Why the media tells half truths about payday loans

I was reading this article. It had all the elements of a sensational story. The little old lady, during the holiday season and the $1700 balance on the $600 advanced.

She leaves a great sound bite: “When I got these papers in my hand and got to looking at them, I thought, I’m being stolen blind.”

The article left out some critical information. This is a simple interest loan and you can pay off at anytime without incurring a prepayment penalty. It this loan is paid in 14 days, for $600, this loan will accrue about $3 per day. So if they pay it off the next time they get paid, they’ll pay at most $50. If she borrowed $300, it would be more like $25. An NSF fee is more than that.

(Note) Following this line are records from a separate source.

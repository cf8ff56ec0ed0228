//! Route node kinds and their processor encodings.
//!
//! Every node that lives on the board's data processor knows how to encode
//! its config bytes from the shape of its input, how to derive its output
//! shape, and how to parse itself back from a config register dump. The
//! encode and parse halves must stay symmetric; reconstruction relies on it.

use serde::{Deserialize, Serialize};

use crate::error::{BoardError, CompileError, Result};
use crate::registry::opcodes::processor::{self as proc_ops, kind};
use crate::registry::{ModuleId, ModuleRegistry};
use crate::signal::{AccountMode, DataAttributes, FrameWrapper, SignalShape, ValueKind};

/// Arithmetic applied by a `Map` node
#[derive(Debug, Clone, Copy, PartialEq, Eq, Hash, Serialize, Deserialize)]
pub enum MapOp {
    Add,
    Multiply,
    Divide,
    Modulus,
    Exponent,
    Sqrt,
    LeftShift,
    RightShift,
    Subtract,
    AbsValue,
    Constant,
    /// Root mean square across axes
    Rms,
    /// Root sum square across axes
    Rss,
}

impl MapOp {
    const MATH: [MapOp; 11] = [
        MapOp::Add,
        MapOp::Multiply,
        MapOp::Divide,
        MapOp::Modulus,
        MapOp::Exponent,
        MapOp::Sqrt,
        MapOp::LeftShift,
        MapOp::RightShift,
        MapOp::Subtract,
        MapOp::AbsValue,
        MapOp::Constant,
    ];

    fn math_code(self) -> Option<u8> {
        Self::MATH
            .iter()
            .position(|op| *op == self)
            .map(|i| i as u8 + 1)
    }

    fn from_math_code(code: u8) -> Option<Self> {
        Self::MATH.get((code as usize).checked_sub(1)?).copied()
    }

    pub fn is_combiner(self) -> bool {
        matches!(self, MapOp::Rms | MapOp::Rss)
    }

    /// Whether the operand is in the input's physical units (and so scaled)
    fn operand_is_scaled(self) -> bool {
        matches!(
            self,
            MapOp::Add | MapOp::Subtract | MapOp::Modulus | MapOp::Constant
        )
    }

    fn output_scale(self, input_scale: f32, operand: f32) -> f32 {
        match self {
            MapOp::Exponent => input_scale.powf(operand),
            MapOp::Sqrt => input_scale.sqrt(),
            MapOp::LeftShift => input_scale * 2f32.powi(operand as i32),
            MapOp::RightShift => input_scale / 2f32.powi(operand as i32),
            _ => input_scale,
        }
    }
}

/// Right-hand side of a `Map` or reference of a `Filter`
///
/// `Named` reads the value from another node's output at runtime; the
/// compiler wires a feedback event for it.
#[derive(Debug, Clone, PartialEq, Serialize, Deserialize)]
pub enum Operand {
    Value(f32),
    Named(String),
}

impl Operand {
    pub fn value(&self) -> f32 {
        match self {
            Operand::Value(v) => *v,
            Operand::Named(_) => 0.0,
        }
    }

    pub fn name(&self) -> Option<&str> {
        match self {
            Operand::Named(n) => Some(n),
            Operand::Value(_) => None,
        }
    }
}

impl From<f32> for Operand {
    fn from(v: f32) -> Self {
        Operand::Value(v)
    }
}

impl From<f64> for Operand {
    fn from(v: f64) -> Self {
        Operand::Value(v as f32)
    }
}

impl From<&str> for Operand {
    fn from(name: &str) -> Self {
        Operand::Named(name.to_string())
    }
}

impl From<String> for Operand {
    fn from(name: String) -> Self {
        Operand::Named(name)
    }
}

#[derive(Debug, Clone, Copy, PartialEq, Eq, Hash, Serialize, Deserialize)]
pub enum ComparisonOp {
    Eq,
    Neq,
    Lt,
    Lte,
    Gt,
    Gte,
}

impl ComparisonOp {
    const ALL: [ComparisonOp; 6] = [
        ComparisonOp::Eq,
        ComparisonOp::Neq,
        ComparisonOp::Lt,
        ComparisonOp::Lte,
        ComparisonOp::Gt,
        ComparisonOp::Gte,
    ];

    fn to_byte(self) -> u8 {
        Self::ALL.iter().position(|o| *o == self).unwrap_or(0) as u8
    }

    fn from_byte(b: u8) -> Option<Self> {
        Self::ALL.get(b as usize).copied()
    }
}

/// What a comparison emits
#[derive(Debug, Clone, Copy, PartialEq, Eq, Hash, Serialize, Deserialize)]
pub enum ComparisonMode {
    /// Input passes through when the test holds
    Absolute,
    /// Reference value passes through when the test holds
    Reference,
    /// Index of the matching reference
    Zone,
    /// 1 or 0
    PassFail,
}

impl ComparisonMode {
    const ALL: [ComparisonMode; 4] = [
        ComparisonMode::Absolute,
        ComparisonMode::Reference,
        ComparisonMode::Zone,
        ComparisonMode::PassFail,
    ];

    fn to_byte(self) -> u8 {
        Self::ALL.iter().position(|m| *m == self).unwrap_or(0) as u8
    }

    fn from_byte(b: u8) -> Option<Self> {
        Self::ALL.get(b as usize).copied()
    }
}

#[derive(Debug, Clone, Copy, PartialEq, Eq, Hash, Serialize, Deserialize)]
pub enum LimitMode {
    /// At most one sample per `value` milliseconds
    Time,
    /// Only the first `value` samples
    Count,
}

#[derive(Debug, Clone, Copy, PartialEq, Eq, Hash, Serialize, Deserialize)]
pub enum PassthroughMode {
    All,
    /// Gate opened while the value is non-zero
    Conditional,
    /// Gate counts down from the value
    Count,
}

impl PassthroughMode {
    fn to_byte(self) -> u8 {
        match self {
            PassthroughMode::All => 0,
            PassthroughMode::Conditional => 1,
            PassthroughMode::Count => 2,
        }
    }

    fn from_byte(b: u8) -> Option<Self> {
        match b {
            0 => Some(PassthroughMode::All),
            1 => Some(PassthroughMode::Conditional),
            2 => Some(PassthroughMode::Count),
            _ => None,
        }
    }
}

/// A command a `React` node fires, optionally splicing the triggering data in
#[derive(Debug, Clone, PartialEq, Eq, Serialize, Deserialize)]
pub struct ReactionCommand {
    pub bytes: Vec<u8>,
    pub token: Option<DataToken>,
}

/// Copy `length` bytes from `offset` of the event's data into the command
/// parameters at `dest`
#[derive(Debug, Clone, Copy, PartialEq, Eq, Serialize, Deserialize)]
pub struct DataToken {
    pub offset: u8,
    pub length: u8,
    pub dest: u8,
}

impl DataToken {
    /// Descriptor byte embedded in the event entry
    pub fn descriptor(&self) -> u8 {
        0x01 | ((self.length.saturating_sub(1) & 0x03) << 1) | ((self.offset & 0x07) << 3)
    }
}

/// One pipeline node
#[derive(Debug, Clone, PartialEq, Serialize, Deserialize)]
pub enum NodeKind {
    Stream,
    Log,
    Map {
        op: MapOp,
        operand: Operand,
    },
    Filter {
        op: ComparisonOp,
        mode: ComparisonMode,
        reference: Operand,
    },
    Accumulate,
    Counter,
    Average {
        depth: u8,
    },
    HighPass {
        depth: u8,
    },
    Delay {
        samples: u8,
    },
    Buffer,
    Limit {
        mode: LimitMode,
        value: u32,
    },
    Pack {
        count: u8,
    },
    Account {
        mode: AccountMode,
    },
    Multicast,
    /// Per-axis fan-out; children attach to a component
    Split,
    /// Combine with the buffered outputs of other named nodes
    Fuse {
        with: Vec<String>,
    },
    React {
        commands: Vec<ReactionCommand>,
    },
    Passthrough {
        mode: PassthroughMode,
        value: u16,
    },
}

/// Byte offset of a math/comparison operand inside the config
pub const MATH_OPERAND_OFFSET: usize = 3;
pub const COMPARISON_OPERAND_OFFSET: usize = 4;

/// Byte offset of the first fused buffer id inside a fuser config
pub const FUSER_IDS_OFFSET: usize = 2;

fn lens_byte(output: usize, input: usize) -> u8 {
    let out = (output.clamp(1, 4) - 1) as u8;
    let inp = (input.clamp(1, 4) - 1) as u8;
    out | (inp << 2)
}

fn len_bits(len: usize) -> u8 {
    (len.clamp(1, 32) - 1) as u8
}

fn scaled_raw(value: f32, scale: f32) -> i32 {
    (value * scale).round() as i32
}

fn require_numeric(input: &SignalShape, what: &str) -> std::result::Result<(), CompileError> {
    if input.kind != ValueKind::Numeric || !input.wrappers.is_empty() {
        return Err(CompileError::IncompatibleInput(format!(
            "{} needs unpacked numeric input",
            what
        )));
    }
    Ok(())
}

fn require_scalar(input: &SignalShape, what: &str) -> std::result::Result<(), CompileError> {
    require_numeric(input, what)?;
    if input.attributes.axes != 1 {
        return Err(CompileError::IncompatibleInput(format!(
            "{} needs a single-axis input, got {} axes",
            what, input.attributes.axes
        )));
    }
    Ok(())
}
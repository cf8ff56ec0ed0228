//! Integration tests for route lifecycle
//!
//! These tests validate the complete route workflow against a simulated board:
//! - Stream subscription, start/stop and removal commands
//! - Processor id correlation for named nodes and runtime edits
//! - Teardown as the exact inverse of creation
//! - Compile errors that send nothing
//! - Shared raw subscriptions and cross-route named operands

#![cfg(feature = "mock-board")]

mod common;

use boardlink::backend::MockBoard;
use boardlink::error::{BoardError, CompileError};
use boardlink::route::{ComparisonMode, ComparisonOp, MapOp, NodeEdit, NodeKind, Operand, RouteGraph};
use boardlink::signal::catalog;
use boardlink::types::{DataValue, ResourceClass};
use boardlink::BoardEvent;
use common::builders::{acceleration_stream, rms_accumulate_log, switch_stream};
use common::mock_helpers::{connected_board, drain_events, settle};

#[tokio::test]
async fn test_stream_subscribe_start_stop_remove() {
    let (mock, board, _events) = connected_board(MockBoard::new()).await;

    let route = board.create_route(acceleration_stream()).await.unwrap();
    assert_eq!(mock.take_writes(), vec![vec![0x03, 0x04, 0x01]]);

    board.start_route(route).unwrap();
    board.stop_route(route).unwrap();
    assert_eq!(
        mock.take_writes(),
        vec![vec![0x03, 0x02, 0x01], vec![0x03, 0x02, 0x00]]
    );

    board.remove_route(route).unwrap();
    assert_eq!(mock.take_writes(), vec![vec![0x03, 0x04, 0x00]]);
    assert!(board.routes().is_empty());
}

#[tokio::test]
async fn test_streamed_frame_becomes_data_event() {
    let (mock, board, events) = connected_board(MockBoard::new()).await;
    let route = board.create_route(acceleration_stream()).await.unwrap();

    mock.notify(&[0x03, 0x04, 0x00, 0x40, 0x00, 0x00, 0x00, 0xc0]);
    settle().await;

    let data: Vec<_> = drain_events(&events)
        .into_iter()
        .filter_map(|e| match e {
            BoardEvent::Data {
                route: r, sample, ..
            } => Some((r, sample.value)),
            _ => None,
        })
        .collect();
    assert_eq!(
        data,
        vec![(route, DataValue::Vector(vec![1.0, 0.0, -1.0]))]
    );
}

#[tokio::test]
async fn test_unroutable_frame_is_reported_unhandled() {
    let (mock, _board, events) = connected_board(MockBoard::new()).await;
    mock.notify(&[0x05, 0x01, 0x02]);
    settle().await;
    assert_eq!(
        drain_events(&events),
        vec![BoardEvent::Unhandled(vec![0x05, 0x01, 0x02])]
    );
}

#[tokio::test]
async fn test_started_route_is_stopped_on_remove() {
    let (mock, board, _events) = connected_board(MockBoard::new()).await;
    let route = board.create_route(acceleration_stream()).await.unwrap();
    board.start_route(route).unwrap();
    mock.clear_writes();

    board.remove_route(route).unwrap();
    assert_eq!(
        mock.take_writes(),
        vec![vec![0x03, 0x02, 0x00], vec![0x03, 0x04, 0x00]]
    );
}

#[tokio::test]
async fn test_named_processors_take_board_ids() {
    let (mock, board, _events) = connected_board(MockBoard::new()).await;
    let route = board
        .create_route(rms_accumulate_log("rms", "total"))
        .await
        .unwrap();

    let writes = mock.take_writes();
    assert_eq!(writes.len(), 3);
    assert_eq!(&writes[0][..5], &[0x09, 0x02, 0x13, 0x05, 0xff]);
    assert_eq!(&writes[1][..5], &[0x09, 0x02, 0x09, 0x03, 0x00]);
    assert_eq!(&writes[2][..5], &[0x0b, 0x02, 0x09, 0x03, 0x01]);
    assert_eq!(mock.processor_config(1).as_deref(), Some(&writes[1][2..]));
    assert_eq!(mock.logger_config(0).as_deref(), Some(&writes[2][2..]));
    assert_eq!(
        board.route(route).unwrap().logger_ids().collect::<Vec<_>>(),
        vec![0]
    );

    board
        .edit(
            "rms",
            NodeEdit::Config(NodeKind::Map {
                op: MapOp::Rss,
                operand: Operand::from(0.0f32),
            }),
        )
        .unwrap();
    let edit = mock.take_writes();
    assert_eq!(edit.len(), 1);
    assert_eq!(&edit[0][..3], &[0x09, 0x05, 0x00]);
    assert_eq!(&mock.processor_config(0).unwrap()[4..], &edit[0][3..]);

    board.edit("total", NodeEdit::SetState(2.0)).unwrap();
    let state = mock.take_writes();
    assert_eq!(state.len(), 1);
    assert_eq!(&state[0][..3], &[0x09, 0x04, 0x01]);
    assert_eq!(state[0].len(), 7);
}

#[tokio::test]
async fn test_edit_cannot_change_processor_type() {
    let (mock, board, _events) = connected_board(MockBoard::new()).await;
    board
        .create_route(rms_accumulate_log("rms", "total"))
        .await
        .unwrap();
    mock.clear_writes();

    let err = board
        .edit("rms", NodeEdit::Config(NodeKind::Accumulate))
        .unwrap_err();
    assert!(matches!(err, BoardError::InvalidOperation(_)));
    assert!(matches!(
        board.edit("missing", NodeEdit::ResetState),
        Err(BoardError::InvalidOperation(_))
    ));
    assert!(mock.writes().is_empty());
}

#[tokio::test]
async fn test_teardown_is_inverse_of_creation() {
    let (mock, board, _events) = connected_board(MockBoard::new()).await;
    let graph = RouteGraph::build(catalog::switch(), |root| {
        root.react(|r| {
            r.write(&[0x02, 0x03, 0x01]);
        })
        .count()
        .name("presses")
        .log();
    });
    let route = board.create_route(graph).await.unwrap();
    let created = board.route(route).unwrap().created;
    assert_eq!(
        mock.live_ids(ResourceClass::Processor),
        vec![0],
        "counter should hold processor 0"
    );
    mock.clear_writes();

    board.remove_route(route).unwrap();
    let expected: Vec<Vec<u8>> = created
        .iter()
        .rev()
        .map(|resource| resource.teardown_command())
        .collect();
    assert_eq!(mock.take_writes(), expected);
    assert!(mock.live_ids(ResourceClass::Processor).is_empty());
    assert!(mock.live_ids(ResourceClass::Logger).is_empty());
    assert!(mock.live_ids(ResourceClass::Event).is_empty());

    // freed names can be reused
    let again = RouteGraph::build(catalog::switch(), |root| {
        root.count().name("presses").stream();
    });
    board.create_route(again).await.unwrap();
}

#[tokio::test]
async fn test_compile_errors_send_nothing() {
    let (mock, board, _events) = connected_board(MockBoard::new()).await;

    let unresolved = RouteGraph::build(catalog::pressure(), |root| {
        root.map(MapOp::Subtract, "baseline").stream();
    });
    assert!(matches!(
        board.create_route(unresolved).await,
        Err(BoardError::Compile(CompileError::UnresolvedName(n))) if n == "baseline"
    ));

    let overpacked = RouteGraph::build(catalog::acceleration(), |root| {
        root.pack(4).stream();
    });
    assert!(matches!(
        board.create_route(overpacked).await,
        Err(BoardError::Compile(CompileError::PackCapacity {
            requested: 4,
            max: 2
        }))
    ));

    assert!(mock.writes().is_empty());
    assert!(board.routes().is_empty());
}

#[tokio::test]
async fn test_duplicate_name_across_routes() {
    let (mock, board, _events) = connected_board(MockBoard::new()).await;
    board
        .create_route(rms_accumulate_log("rms", "total"))
        .await
        .unwrap();
    mock.clear_writes();

    let err = board
        .create_route(rms_accumulate_log("rms", "other"))
        .await
        .unwrap_err();
    assert!(matches!(
        err,
        BoardError::Compile(CompileError::DuplicateName(_))
    ));
    assert!(mock.writes().is_empty());
}

#[tokio::test]
async fn test_shared_raw_subscription_is_refcounted() {
    let (mock, board, _events) = connected_board(MockBoard::new()).await;
    let first = board.create_route(switch_stream()).await.unwrap();
    let second = board.create_route(switch_stream()).await.unwrap();
    assert_eq!(mock.take_writes(), vec![vec![0x01, 0x01, 0x01]]);

    board.remove_route(first).unwrap();
    assert!(mock.take_writes().is_empty());

    board.remove_route(second).unwrap();
    assert_eq!(mock.take_writes(), vec![vec![0x01, 0x01, 0x00]]);
}

#[tokio::test]
async fn test_failed_route_releases_its_subscription() {
    let mock = MockBoard::new().with_silent(ResourceClass::Processor);
    let (mock, board, _events) = connected_board(mock).await;
    let graph = RouteGraph::build(catalog::switch(), |root| {
        let mut fan = root.multicast();
        fan.branch().stream();
        fan.branch().count().log();
    });

    let err = board.create_route(graph).await.unwrap_err();
    assert!(err.is_timeout(), "unexpected error {}", err);
    assert!(board.routes().is_empty());
    let writes = mock.take_writes();
    assert_eq!(writes.first(), Some(&vec![0x01, 0x01, 0x01]));
    assert_eq!(writes.last(), Some(&vec![0x01, 0x01, 0x00]));

    // the register is no longer claimed, so a new owner subscribes afresh
    let route = board.create_route(switch_stream()).await.unwrap();
    assert_eq!(mock.take_writes(), vec![vec![0x01, 0x01, 0x01]]);
    board.remove_route(route).unwrap();
    assert_eq!(mock.take_writes(), vec![vec![0x01, 0x01, 0x00]]);
}

#[tokio::test]
async fn test_named_operand_from_another_route() {
    let (mock, board, _events) = connected_board(MockBoard::new()).await;
    let baseline = RouteGraph::build(catalog::temperature(0), |root| {
        root.average(4).name("avg").stream();
    });
    board.create_route(baseline).await.unwrap();
    mock.clear_writes();

    let graph = RouteGraph::build(catalog::temperature(0), |root| {
        root.filter(ComparisonOp::Gt, ComparisonMode::Absolute, "avg")
            .stream();
    });
    board.create_route(graph).await.unwrap();

    let writes = mock.take_writes();
    let entry = writes
        .iter()
        .find(|w| w[..2] == [0x0a, 0x02])
        .expect("feedback event entry");
    // fired by the average (processor 0), rewriting a processor config
    assert_eq!(&entry[..7], &[0x0a, 0x02, 0x09, 0x03, 0x00, 0x09, 0x05]);
    let params = writes
        .iter()
        .find(|w| w[..2] == [0x0a, 0x03])
        .expect("feedback event parameters");
    assert_eq!(params[2], 1, "parameters target the filter's processor id");
    assert_eq!(mock.live_ids(ResourceClass::Event), vec![0]);
}

#[tokio::test]
async fn test_operations_require_initialize() {
    let mock = std::sync::Arc::new(MockBoard::new());
    let (board, _events) = boardlink::Board::new(mock.clone(), common::fast_config());
    assert!(matches!(
        board.create_route(switch_stream()).await,
        Err(BoardError::InvalidOperation(_))
    ));
    assert!(mock.writes().is_empty());
}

Notice her son paid the loan, but they don’t say how much was actually paid. The news only wants you to see $1700 on $600. It’s like saying your $300,000 home (at 7% interest) is going to cost you $718,000 over 30 years. It’s accurate, but does not tell the whole story. With this logic, they would make mortgages illegal.

I used this consumer loan calculator to play around for the numbers. I think the lender’s math is wrong. A $600/12-month loan would cost $1536.66 and carry a monthly payment of $129.14.

I’m glad that 81 year-old Mattie Anderson looked at the contract and understood the transaction. By law, that’s what’s important.

The payday loan industry needs to be upfront and honest. What the general public does not realize is that lenders turn away a lot of borrowers. This means that there is a market at work here.

The point is not to prove to the general public that they should take out a payday loan, rather to get them to accept the need for this type of a product and not condemn it.